### Task requirements
Determine how many lines in the listing contain the string "raised". Only that number goes in the answer.

### Data
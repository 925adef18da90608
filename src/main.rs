use std::process::ExitCode;

#[tokio::main]
async fn main() -> ExitCode {
    if let Err(e) = sympta::run().await {
        eprintln!("sympta: {e}");
        return ExitCode::FAILURE;
    }
    ExitCode::SUCCESS
}
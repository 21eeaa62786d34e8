//! The single panic hook this crate owns.
//!
//! Every panic in the process goes through [`dispatch`]. If the panicking
//! thread is inside an interception boundary, the fault site is stashed for
//! the interceptor and nothing is printed. Otherwise the panic is about to
//! escape: the registered uncaught handler (if any) sees it first, then the
//! hook that was installed before ours.

use std::cell::{Cell, RefCell};
use std::panic::{self, PanicHookInfo};
use std::sync::Once;

use crate::captured::{CapturedException, FaultSite};
use crate::registry;

type PreviousHook = Box<dyn Fn(&PanicHookInfo<'_>) + Sync + Send + 'static>;

static INSTALL: Once = Once::new();

thread_local! {
    static DEPTH: Cell<usize> = const { Cell::new(0) };
    static PENDING_SITE: RefCell<Option<FaultSite>> = const { RefCell::new(None) };
}

/// Install the dispatching hook. Idempotent.
///
/// Does nothing when called from a thread that is already panicking, since the
/// hook cannot be swapped there; a later call will install it.
pub fn install() {
    if INSTALL.is_completed() || std::thread::panicking() {
        return;
    }
    INSTALL.call_once(|| {
        let previous: PreviousHook = panic::take_hook();
        panic::set_hook(Box::new(move |info| dispatch(info, &previous)));
        tracing::debug!("panic hook dispatcher installed");
    });
}

pub fn is_installed() -> bool {
    INSTALL.is_completed()
}

fn dispatch(info: &PanicHookInfo<'_>, previous: &PreviousHook) {
    let site = FaultSite::capture(info);

    if is_intercepting() {
        tracing::debug!(
            thread = site.thread(),
            location = site.location().unwrap_or("unknown"),
            "panic raised inside an interception boundary"
        );
        put_site(Some(site));
        return;
    }

    if let Some(handler) = registry::current() {
        handler(CapturedException::from_hook(info, site));
    }
    previous(info);
}

fn is_intercepting() -> bool {
    DEPTH.try_with(|depth| depth.get() > 0).unwrap_or(false)
}

/// Take the site stashed by the last intercepted panic on this thread.
fn take_site() -> Option<FaultSite> {
    PENDING_SITE
        .try_with(|pending| pending.try_borrow_mut().ok()?.take())
        .ok()
        .flatten()
}

// Thread-locals may already be gone during thread teardown.
fn put_site(site: Option<FaultSite>) {
    let _ = PENDING_SITE.try_with(|pending| {
        if let Ok(mut pending) = pending.try_borrow_mut() {
            *pending = site;
        }
    });
}

/// Marks the current thread as inside an interception boundary until dropped.
///
/// Each boundary starts from an empty site slot and hands the enclosing
/// boundary's slot back on drop, so it only ever sees sites raised inside it.
pub(crate) struct Boundary {
    enclosing: Option<FaultSite>,
}

impl Boundary {
    pub(crate) fn enter() -> Self {
        let enclosing = take_site();
        DEPTH.with(|depth| depth.set(depth.get() + 1));
        Boundary { enclosing }
    }

    /// The site of the last panic hooked inside this boundary.
    pub(crate) fn take_site(&self) -> Option<FaultSite> {
        take_site()
    }
}

impl Drop for Boundary {
    fn drop(&mut self) {
        let _ = DEPTH.try_with(|depth| depth.set(depth.get().saturating_sub(1)));
        put_site(self.enclosing.take());
    }
}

### Answer for this exercise
2